Au micro, le maire LR de Saint-Brès (34) Laurent Jaoul, qui figure parmi les organisateurs, se lâche et fustige « l’écologie punitive, composé d’élus animalistes et écologistes, qui souhaitent remettre en cause des pans entiers de nos traditions et de nos manières de vivre ». Tout ça au motif que quelques personnalités un peu chochottes se sont émues, dans une tribune, de certaines « traditions » bien innocentes. Le « bistournage » par exemple, qui consiste à écraser à la pince le scrotum d’un taurillon -à vif, cela va de soi, vous savez combien ça coûte une anesthésie même locale ?- pour le stériliser. C’est sûrement de cette coutume fraîche et joyeuse que vient l’expression « avoir les couilles dans l’étau ».

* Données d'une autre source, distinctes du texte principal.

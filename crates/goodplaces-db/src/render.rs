//! SQL text for ledger primitives.
//!
//! Identifiers are always double-quoted. Primary keys and table constraints
//! are emitted as table-level clauses and constraints always carry a name,
//! so the rebuild procedure can find them again.

use goodplaces_ledger::ops::{Column, Constraint, ConstraintDef, Index, ReferentialAction, Table};

/// Quotes an identifier.
pub(crate) fn quote(ident: &str) -> String {
    format!("\"{}\"", ident.replace('"', "\"\""))
}

pub(crate) fn quote_list(idents: &[String]) -> String {
    idents
        .iter()
        .map(|ident| quote(ident))
        .collect::<Vec<_>>()
        .join(", ")
}

pub(crate) fn column_def(column: &Column) -> String {
    let mut sql = format!("{} {}", quote(&column.name), column.ty);
    if !column.nullable {
        sql.push_str(" NOT NULL");
    }
    if let Some(default) = &column.default {
        sql.push_str(&format!(" DEFAULT {default}"));
    }
    sql
}

pub(crate) fn constraint_def(table: &str, constraint: &Constraint) -> String {
    let name = quote(&constraint.resolved_name(table));
    match &constraint.def {
        ConstraintDef::ForeignKey(fk) => {
            let mut sql = format!(
                "CONSTRAINT {name} FOREIGN KEY ({}) REFERENCES {} ({})",
                quote_list(&fk.columns),
                quote(&fk.references_table),
                quote_list(&fk.references_columns)
            );
            if fk.on_delete != ReferentialAction::NoAction {
                sql.push_str(" ON DELETE ");
                sql.push_str(fk.on_delete.as_sql());
            }
            sql
        }
        ConstraintDef::Unique { columns } => {
            format!("CONSTRAINT {name} UNIQUE ({})", quote_list(columns))
        }
        ConstraintDef::Check { expression } => format!("CONSTRAINT {name} CHECK ({expression})"),
    }
}

pub(crate) fn create_table(table: &Table) -> String {
    let mut items: Vec<String> = table.columns.iter().map(column_def).collect();
    if !table.primary_key.is_empty() {
        items.push(format!("PRIMARY KEY ({})", quote_list(&table.primary_key)));
    }
    items.extend(
        table
            .constraints
            .iter()
            .map(|constraint| constraint_def(&table.name, constraint)),
    );
    format!(
        "CREATE TABLE {} (\n    {}\n)",
        quote(&table.name),
        items.join(",\n    ")
    )
}

pub(crate) fn create_index(index: &Index) -> String {
    format!(
        "CREATE {}INDEX {} ON {} ({})",
        if index.unique { "UNIQUE " } else { "" },
        quote(&index.name),
        quote(&index.table),
        quote_list(&index.columns)
    )
}

pub(crate) fn drop_index(name: &str) -> String {
    format!("DROP INDEX {}", quote(name))
}

pub(crate) fn drop_table(table: &str) -> String {
    format!("DROP TABLE {}", quote(table))
}

pub(crate) fn add_column(table: &str, column: &Column) -> String {
    format!("ALTER TABLE {} ADD COLUMN {}", quote(table), column_def(column))
}

pub(crate) fn rename_column(table: &str, from: &str, to: &str) -> String {
    format!(
        "ALTER TABLE {} RENAME COLUMN {} TO {}",
        quote(table),
        quote(from),
        quote(to)
    )
}

#[cfg(test)]
mod tests {
    use super::*;
    use goodplaces_ledger::ops::{ColumnType, DefaultValue};

    #[test]
    fn renders_table_with_named_constraints() {
        let table = Table::new("post_like")
            .column(Column::new("user_id", ColumnType::Uuid).not_null())
            .column(Column::new("post_id", ColumnType::Uuid).not_null())
            .column(
                Column::new("created_at", ColumnType::Timestamp)
                    .not_null()
                    .default(DefaultValue::CurrentTimestamp),
            )
            .primary_key(["user_id", "post_id"])
            .foreign_key(&["post_id"], "post", &["id"], ReferentialAction::Cascade);

        assert_eq!(
            create_table(&table),
            "CREATE TABLE \"post_like\" (\n    \
             \"user_id\" UUID NOT NULL,\n    \
             \"post_id\" UUID NOT NULL,\n    \
             \"created_at\" TIMESTAMP NOT NULL DEFAULT CURRENT_TIMESTAMP,\n    \
             PRIMARY KEY (\"user_id\", \"post_id\"),\n    \
             CONSTRAINT \"post_like_post_id_fkey\" FOREIGN KEY (\"post_id\") REFERENCES \"post\" (\"id\") ON DELETE CASCADE\n)"
        );
    }

    #[test]
    fn quotes_embedded_quotes() {
        assert_eq!(quote("user"), "\"user\"");
        assert_eq!(quote("we\"ird"), "\"we\"\"ird\"");
    }
}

Notez bien que les signataires de la pétition n’exigeaient en rien l’interdiction de la bouvine, simplement sa réforme et l’abolition de ses pratiques les plus dégradantes. Mais c’est déjà trop pour M. Jaoul, dont la phrase constitue un savoureux combo, un all-inclusive des stupidités ordinaires ânonnées par les négationnistes de la crise écologique. La référence mécanique à l’écologie « punitive » constitue une belle entrée en matière. En quoi, quand des règles sont édictées pour des raisons écologiques, seraient-elles plus « punitives » que quand elles sont dans d’autres domaines ? M. Jaoul s’indigne-t-il d’un code de la route « punitif » parce qu’on lui interdit de passer au feu rouge ? A quoi ressemblerait une police qui ne serait pas « punitive » ? Une Justice qui s’interdirait de l’être ? M. Jaoul qui, en tant que maire, a dû dans sa carrière refuser quelques permis de construire et autres autorisations d’urbanisme s’estime-t-il lui-même « punitif » ? Ou simplement républicain ?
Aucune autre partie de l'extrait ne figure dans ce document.